Acontecimiento festivo y deportivo, el Tour de Francia se inscribe en su época, con sus momentos de felicidad y también con sus riesgos, estima su director Christian Prudhomme, antes de la salida de la 104ª edición, el sábado en Alemania. La mayor fuerza del Tour es haber sabido adaptarse siempre , declaró Christian Prudhomme.

¿El Tour tiene una responsabilidad en nuestra sociedad?

Tengo la convicción de que debe ser útil. Ese era mi sentimiento un poco difuso desde hace uno o dos años, que es una certeza. Tenemos que ser útiles, aportar algo a la gente, algo que haremos en las ciudades-etapa del Tour con talleres para reparar bicicletas y explicar lo que hay que hacer en caso de un pinchazo. El Tour debe hacer de lazo de unión entre la bicicleta de los campeones y la bicicleta de todos los días.

En materia de seguridad, ¿qué puede hacer el organizador?

Primero, seguir escrupulosamente las directivas del ministerio del Interior. El primer riesgo en el Tour de Francia es el riesgo de la ruta. Cuando tenemos 12 millones de personas al borde de la ruta, vehículos que pasan, corredores delante y detrás, hay que tener cuidado para que el entusiasmo no elimine la atención. Habrá por tanto 23,000 policías y gendarmes en las rutas del Tour, campañas de prevención en los medios de comunicación, pilotos preparados con cursos de perfeccionamiento, en la escuela de gendarmería de Fontainebleau para los motociclistas, en centros especializados para los de los coches.

¿Qué hacer ante el riesgo de atentados?

Habrá por segundo año una presencia del GIGN (Grupo de Intervención de la Gendarmería Nacional), el centro de coordinación puesto en marcha el año pasado en la meta con un subprefecto, representantes de la policía, de la gendarmería, de los bomberos y de ASO (la sociedad organizadora del Tour). Una de las novedades es que habrá 14 gendarmes con perros adiestrados para detectar explosivos en movimiento, que estarán encargados de estar cerca de los podios de salida y de llegada.
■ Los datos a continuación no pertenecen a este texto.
//! Frame padding for traffic shaping

use super::MuxError;
use rand::Rng;
use std::str::FromStr;

/// Padding strategy
#[derive(Debug, Clone, Copy, PartialEq, Eq)]
pub enum PaddingStrategy {
    /// No padding
    None,
    /// Pad to fixed block size
    Block(usize),
    /// Random padding up to max bytes
    Random(usize),
    /// Pad to power of 2
    PowerOfTwo,
}

impl FromStr for PaddingStrategy {
    type Err = MuxError;

    /// `none`, `block:N`, `random:N` or `pow2`
    fn from_str(s: &str) -> Result<Self, Self::Err> {
        let invalid = || MuxError::InvalidConfig(format!("padding strategy {}", s));
        let (name, arg) = match s.split_once(':') {
            Some((name, arg)) => (name, Some(arg)),
            None => (s, None),
        };
        let size = || -> Result<usize, MuxError> {
            arg.and_then(|a| a.parse().ok())
                .filter(|n| *n > 0)
                .ok_or_else(invalid)
        };

        match name {
            "none" => Ok(PaddingStrategy::None),
            "block" => Ok(PaddingStrategy::Block(size()?)),
            "random" => Ok(PaddingStrategy::Random(size()?)),
            "pow2" => Ok(PaddingStrategy::PowerOfTwo),
            _ => Err(invalid()),
        }
    }
}

/// Padding configuration
#[derive(Debug, Clone)]
pub struct PaddingConfig {
    /// Strategy for outgoing data frames
    pub strategy: PaddingStrategy,
    /// Minimum frame payload size (pad small frames)
    pub min_size: usize,
    /// Maximum padding to add, never more than 255
    pub max_padding: usize,
}

impl Default for PaddingConfig {
    fn default() -> Self {
        Self {
            strategy: PaddingStrategy::Block(64),
            min_size: 64,
            max_padding: 255,
        }
    }
}

impl PaddingConfig {
    /// Calculate padding for a given payload length
    pub fn calculate_padding(&self, data_len: usize) -> usize {
        let base_padding = self.min_size.saturating_sub(data_len);

        let strategy_padding = match self.strategy {
            PaddingStrategy::None => 0,
            PaddingStrategy::Block(block_size) => {
                let remainder = (data_len + base_padding) % block_size;
                if remainder == 0 {
                    0
                } else {
                    block_size - remainder
                }
            }
            PaddingStrategy::Random(max) => {
                let cap = max.min(self.max_padding);
                if cap == 0 {
                    0
                } else {
                    rand::thread_rng().gen_range(0..cap)
                }
            }
            PaddingStrategy::PowerOfTwo => {
                let total = data_len + base_padding;
                total.next_power_of_two() - total
            }
        };

        (base_padding + strategy_padding).min(self.max_padding.min(u8::MAX as usize))
    }
}
//! Key Derivation Functions
//!
//! Master key: OpenSSL EVP_BytesToKey with MD5 and no salt.
//! Session subkey: HKDF-SHA1(master, salt, "ss-subkey").

use super::CryptoError;
use md5::{Digest, Md5};
use ring::hkdf::{self, Salt, HKDF_SHA1_FOR_LEGACY_USE_ONLY};

const SUBKEY_INFO: &[u8] = b"ss-subkey";

/// Derive a `key_len`-byte master key from a password
pub fn evp_bytes_to_key(password: &[u8], key_len: usize) -> Vec<u8> {
    let mut key = Vec::with_capacity(key_len + 16);
    let mut prev: Vec<u8> = Vec::new();

    while key.len() < key_len {
        let mut hasher = Md5::new();
        hasher.update(&prev);
        hasher.update(password);
        prev = hasher.finalize().to_vec();
        key.extend_from_slice(&prev);
    }

    key.truncate(key_len);
    key
}

/// Derive the per-connection subkey for one direction
pub fn derive_subkey(master: &[u8], salt: &[u8]) -> Result<Vec<u8>, CryptoError> {
    let prk = Salt::new(HKDF_SHA1_FOR_LEGACY_USE_ONLY, salt).extract(master);
    let info = [SUBKEY_INFO];
    let okm = prk
        .expand(&info, HkdfLen(master.len()))
        .map_err(|_| CryptoError::KeyDerivation("HKDF expand failed".to_string()))?;

    let mut subkey = vec![0u8; master.len()];
    okm.fill(&mut subkey)
        .map_err(|_| CryptoError::KeyDerivation("HKDF fill failed".to_string()))?;
    Ok(subkey)
}

/// Helper struct for HKDF output length
struct HkdfLen(usize);

impl hkdf::KeyType for HkdfLen {
    fn len(&self) -> usize {
        self.0
    }
}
Durante la carrera, será el mismo dispositivo del final del Tour del 2016 tras el atentado de Niza.

¿Tendrán ustedes un dispositivo de seguridad de la propia ASO?

Nuestros agentes de seguridad serán más numerosos este año en el interior de la ciudad de salida de la etapa o en zonas estrictamente ligadas al Tour de Francia, también con perros, lo que no era el caso de años precedentes.

A 10 años de una edición marcada por los casos de dopaje (Vinokurov, Rasmussen), ¿el Tour es más limpio?

Muchas cosas han cambiado en 10 años. El ciclismo ya no es el patito feo, no es tampoco un mundo perfecto, que no existe en el deporte o en cualquier actividad humana. El combate contra el dopaje, contra la trampa de manera general, se hace paso a paso y no se detendrá nunca. Lo que me gusta es ver entre los mejores ciclistas del Tour a jóvenes que han brillado en el Tour del Provenir. Hemos vuelto a algo más lógico.

¿Qué buscó usted al optar por ?este recorrido?

La esperanza es que los ciclistas que sean atrevidos tengan una especie de prima en este recorrido. Esta temporada nos hemos encontrado varias veces, como en la París-Niza, en el Giro, en el Dauphiné, con corredores con pocas diferencias en la clasificación al final de la prueba. Soñamos con eso en el Tour.